_REQUIRED WORK_. Would you retype every line below without changing anything?
----
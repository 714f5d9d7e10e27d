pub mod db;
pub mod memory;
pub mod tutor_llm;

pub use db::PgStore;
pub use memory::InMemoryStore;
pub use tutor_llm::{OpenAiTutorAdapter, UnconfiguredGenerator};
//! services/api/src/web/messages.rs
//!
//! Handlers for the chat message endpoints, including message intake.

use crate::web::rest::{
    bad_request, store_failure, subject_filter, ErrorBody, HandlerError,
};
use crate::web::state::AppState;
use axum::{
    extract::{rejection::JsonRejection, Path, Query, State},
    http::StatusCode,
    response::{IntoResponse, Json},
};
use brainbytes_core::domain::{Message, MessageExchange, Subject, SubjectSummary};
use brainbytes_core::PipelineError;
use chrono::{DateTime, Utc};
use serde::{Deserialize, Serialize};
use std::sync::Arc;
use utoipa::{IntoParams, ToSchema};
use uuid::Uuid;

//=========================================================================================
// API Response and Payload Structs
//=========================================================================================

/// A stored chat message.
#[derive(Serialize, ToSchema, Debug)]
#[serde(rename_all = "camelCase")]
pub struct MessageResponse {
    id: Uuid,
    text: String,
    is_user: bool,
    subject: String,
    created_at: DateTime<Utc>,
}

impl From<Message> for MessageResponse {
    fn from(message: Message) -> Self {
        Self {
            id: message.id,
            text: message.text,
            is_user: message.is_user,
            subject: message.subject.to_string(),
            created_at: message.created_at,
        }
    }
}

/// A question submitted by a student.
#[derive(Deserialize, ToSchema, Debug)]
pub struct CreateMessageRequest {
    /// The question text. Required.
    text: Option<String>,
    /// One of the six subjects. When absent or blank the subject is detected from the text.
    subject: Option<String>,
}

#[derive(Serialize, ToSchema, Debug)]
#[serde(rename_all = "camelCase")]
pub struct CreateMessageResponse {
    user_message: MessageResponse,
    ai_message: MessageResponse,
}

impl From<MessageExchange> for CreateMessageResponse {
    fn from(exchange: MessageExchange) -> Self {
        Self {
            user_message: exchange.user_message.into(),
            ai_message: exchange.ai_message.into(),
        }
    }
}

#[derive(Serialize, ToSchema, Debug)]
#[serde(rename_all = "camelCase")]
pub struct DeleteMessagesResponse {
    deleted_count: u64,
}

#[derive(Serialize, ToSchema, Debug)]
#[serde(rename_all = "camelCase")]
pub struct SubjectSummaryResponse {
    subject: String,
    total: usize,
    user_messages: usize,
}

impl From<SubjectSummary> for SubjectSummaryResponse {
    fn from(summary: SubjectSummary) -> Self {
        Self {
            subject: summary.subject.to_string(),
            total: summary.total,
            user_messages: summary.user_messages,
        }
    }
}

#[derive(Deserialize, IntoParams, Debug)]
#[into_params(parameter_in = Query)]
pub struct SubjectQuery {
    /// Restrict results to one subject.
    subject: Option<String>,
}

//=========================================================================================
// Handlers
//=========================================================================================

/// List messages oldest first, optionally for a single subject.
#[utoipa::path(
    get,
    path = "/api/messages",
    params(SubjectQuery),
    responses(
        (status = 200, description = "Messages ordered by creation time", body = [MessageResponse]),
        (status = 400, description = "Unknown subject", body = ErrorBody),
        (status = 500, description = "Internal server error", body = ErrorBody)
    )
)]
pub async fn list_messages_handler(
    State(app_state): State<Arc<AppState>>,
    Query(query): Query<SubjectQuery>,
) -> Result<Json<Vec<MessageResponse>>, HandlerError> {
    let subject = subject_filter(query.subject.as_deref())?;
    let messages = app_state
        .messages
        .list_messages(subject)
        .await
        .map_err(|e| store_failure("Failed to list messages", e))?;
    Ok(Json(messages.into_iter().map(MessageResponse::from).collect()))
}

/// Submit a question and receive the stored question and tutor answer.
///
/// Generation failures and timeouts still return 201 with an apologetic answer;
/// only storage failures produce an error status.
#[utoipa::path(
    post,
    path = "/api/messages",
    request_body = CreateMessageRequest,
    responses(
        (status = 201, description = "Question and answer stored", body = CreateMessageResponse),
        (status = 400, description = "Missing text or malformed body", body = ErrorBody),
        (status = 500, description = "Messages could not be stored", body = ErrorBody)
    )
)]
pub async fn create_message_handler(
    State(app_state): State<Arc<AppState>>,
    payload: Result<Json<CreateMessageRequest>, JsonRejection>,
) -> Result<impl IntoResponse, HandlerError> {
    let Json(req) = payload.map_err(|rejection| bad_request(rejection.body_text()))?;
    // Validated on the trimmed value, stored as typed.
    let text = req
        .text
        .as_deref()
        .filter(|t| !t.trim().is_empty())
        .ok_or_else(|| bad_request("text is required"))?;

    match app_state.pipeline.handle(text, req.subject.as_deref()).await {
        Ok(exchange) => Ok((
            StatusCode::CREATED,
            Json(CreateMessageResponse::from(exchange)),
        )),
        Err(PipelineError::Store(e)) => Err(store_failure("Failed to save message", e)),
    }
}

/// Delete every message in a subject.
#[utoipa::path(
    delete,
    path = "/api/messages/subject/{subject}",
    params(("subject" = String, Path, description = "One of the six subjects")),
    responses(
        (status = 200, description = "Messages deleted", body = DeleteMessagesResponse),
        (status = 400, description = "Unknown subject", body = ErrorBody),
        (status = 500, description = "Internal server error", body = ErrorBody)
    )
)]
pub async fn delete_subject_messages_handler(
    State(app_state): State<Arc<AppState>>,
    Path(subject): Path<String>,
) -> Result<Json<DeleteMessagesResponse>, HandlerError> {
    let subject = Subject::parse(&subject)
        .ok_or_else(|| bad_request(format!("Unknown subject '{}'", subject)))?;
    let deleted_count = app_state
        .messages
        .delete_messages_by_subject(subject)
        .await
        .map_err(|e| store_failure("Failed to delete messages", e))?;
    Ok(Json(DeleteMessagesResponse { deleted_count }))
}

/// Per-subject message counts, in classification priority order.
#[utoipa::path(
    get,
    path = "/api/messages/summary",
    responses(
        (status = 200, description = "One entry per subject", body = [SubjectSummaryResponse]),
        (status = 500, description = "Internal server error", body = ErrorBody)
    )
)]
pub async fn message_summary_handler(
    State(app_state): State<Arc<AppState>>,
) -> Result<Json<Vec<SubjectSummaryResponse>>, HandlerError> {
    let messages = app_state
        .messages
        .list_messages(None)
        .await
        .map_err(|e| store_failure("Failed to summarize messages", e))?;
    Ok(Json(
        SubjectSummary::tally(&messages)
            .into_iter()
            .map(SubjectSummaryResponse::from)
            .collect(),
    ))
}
----
_EXPECTED OUTPUT_.
repository 714f5d9d7e10e27d
pub mod db;
pub mod memory;
pub mod tutor_llm;

pub use db::PgStore;
pub use memory::InMemoryStore;
pub use tutor_llm::{OpenAiTutorAdapter, UnconfiguredGenerator};
//! services/api/src/web/messages.rs
//!
//! Handlers for the chat message endpoints, including message intake.

use crate::web::rest::{
    bad_request, store_failure, subject_filter, ErrorBody, HandlerError,
};
use crate::web::state::AppState;
use axum::{
    extract::{rejection::JsonRejection, Path, Query, State},
    http::StatusCode,
    response::{IntoResponse, Json},
};
use brainbytes_core::domain::{Message, MessageExchange, Subject, SubjectSummary};
use brainbytes_core::PipelineError;
use chrono::{DateTime, Utc};
use serde::{Deserialize, Serialize};
use std::sync::Arc;
use utoipa::{IntoParams, ToSchema};
use uuid::Uuid;

//=========================================================================================
// API Response and Payload Structs
//=========================================================================================

/// A stored chat message.
#[derive(Serialize, ToSchema, Debug)]
#[serde(rename_all = "camelCase")]
pub struct MessageResponse {
    id: Uuid,
    text: String,
    is_user: bool,
    subject: String,
    created_at: DateTime<Utc>,
}

impl From<Message> for MessageResponse {
    fn from(message: Message) -> Self {
        Self {
            id: message.id,
            text: message.text,
            is_user: message.is_user,
            subject: message.subject.to_string(),
            created_at: message.created_at,
        }
    }
}

/// A question submitted by a student.
#[derive(Deserialize, ToSchema, Debug)]
pub struct CreateMessageRequest {
    /// The question text. Required.
    text: Option<String>,
    /// One of the six subjects. When absent or blank the subject is detected from the text.
    subject: Option<String>,
}

#[derive(Serialize, ToSchema, Debug)]
#[serde(rename_all = "camelCase")]
pub struct CreateMessageResponse {
    user_message: MessageResponse,
    ai_message: MessageResponse,
}

impl From<MessageExchange> for CreateMessageResponse {
    fn from(exchange: MessageExchange) -> Self {
        Self {
            user_message: exchange.user_message.into(),
            ai_message: exchange.ai_message.into(),
        }
    }
}

#[derive(Serialize, ToSchema, Debug)]
#[serde(rename_all = "camelCase")]
pub struct DeleteMessagesResponse {
    deleted_count: u64,
}

#[derive(Serialize, ToSchema, Debug)]
#[serde(rename_all = "camelCase")]
pub struct SubjectSummaryResponse {
    subject: String,
    total: usize,
    user_messages: usize,
}

impl From<SubjectSummary> for SubjectSummaryResponse {
    fn from(summary: SubjectSummary) -> Self {
        Self {
            subject: summary.subject.to_string(),
            total: summary.total,
            user_messages: summary.user_messages,
        }
    }
}

#[derive(Deserialize, IntoParams, Debug)]
#[into_params(parameter_in = Query)]
pub struct SubjectQuery {
    /// Restrict results to one subject.
    subject: Option<String>,
}

//=========================================================================================
// Handlers
//=========================================================================================

/// List messages oldest first, optionally for a single subject.
#[utoipa::path(
    get,
    path = "/api/messages",
    params(SubjectQuery),
    responses(
        (status = 200, description = "Messages ordered by creation time", body = [MessageResponse]),
        (status = 400, description = "Unknown subject", body = ErrorBody),
        (status = 500, description = "Internal server error", body = ErrorBody)
    )
)]
pub async fn list_messages_handler(
    State(app_state): State<Arc<AppState>>,
    Query(query): Query<SubjectQuery>,
) -> Result<Json<Vec<MessageResponse>>, HandlerError> {
    let subject = subject_filter(query.subject.as_deref())?;
    let messages = app_state
        .messages
        .list_messages(subject)
        .await
        .map_err(|e| store_failure("Failed to list messages", e))?;
    Ok(Json(messages.into_iter().map(MessageResponse::from).collect()))
}

/// Submit a question and receive the stored question and tutor answer.
///
/// Generation failures and timeouts still return 201 with an apologetic answer;
/// only storage failures produce an error status.
#[utoipa::path(
    post,
    path = "/api/messages",
    request_body = CreateMessageRequest,
    responses(
        (status = 201, description = "Question and answer stored", body = CreateMessageResponse),
        (status = 400, description = "Missing text or malformed body", body = ErrorBody),
        (status = 500, description = "Messages could not be stored", body = ErrorBody)
    )
)]
pub async fn create_message_handler(
    State(app_state): State<Arc<AppState>>,
    payload: Result<Json<CreateMessageRequest>, JsonRejection>,
) -> Result<impl IntoResponse, HandlerError> {
    let Json(req) = payload.map_err(|rejection| bad_request(rejection.body_text()))?;
    // Validated on the trimmed value, stored as typed.
    let text = req
        .text
        .as_deref()
        .filter(|t| !t.trim().is_empty())
        .ok_or_else(|| bad_request("text is required"))?;

    match app_state.pipeline.handle(text, req.subject.as_deref()).await {
        Ok(exchange) => Ok((
            StatusCode::CREATED,
            Json(CreateMessageResponse::from(exchange)),
        )),
        Err(PipelineError::Store(e)) => Err(store_failure("Failed to save message", e)),
    }
}

/// Delete every message in a subject.
#[utoipa::path(
    delete,
    path = "/api/messages/subject/{subject}",
    params(("subject" = String, Path, description = "One of the six subjects")),
    responses(
        (status = 200, description = "Messages deleted", body = DeleteMessagesResponse),
        (status = 400, description = "Unknown subject", body = ErrorBody),
        (status = 500, description = "Internal server error", body = ErrorBody)
    )
)]
pub async fn delete_subject_messages_handler(
    State(app_state): State<Arc<AppState>>,
    Path(subject): Path<String>,
) -> Result<Json<DeleteMessagesResponse>, HandlerError> {
    let subject = Subject::parse(&subject)
        .ok_or_else(|| bad_request(format!("Unknown subject '{}'", subject)))?;
    let deleted_count = app_state
        .messages
        .delete_messages_by_subject(subject)
        .await
        .map_err(|e| store_failure("Failed to delete messages", e))?;
    Ok(Json(DeleteMessagesResponse { deleted_count }))
}

/// Per-subject message counts, in classification priority order.
#[utoipa::path(
    get,
    path = "/api/messages/summary",
    responses(
        (status = 200, description = "One entry per subject", body = [SubjectSummaryResponse]),
        (status = 500, description = "Internal server error", body = ErrorBody)
    )
)]
pub async fn message_summary_handler(
    State(app_state): State<Arc<AppState>>,
) -> Result<Json<Vec<SubjectSummaryResponse>>, HandlerError> {
    let messages = app_state
        .messages
        .list_messages(None)
        .await
        .map_err(|e| store_failure("Failed to summarize messages", e))?;
    Ok(Json(
        SubjectSummary::tally(&messages)
            .into_iter()
            .map(SubjectSummaryResponse::from)
            .collect(),
    ))
}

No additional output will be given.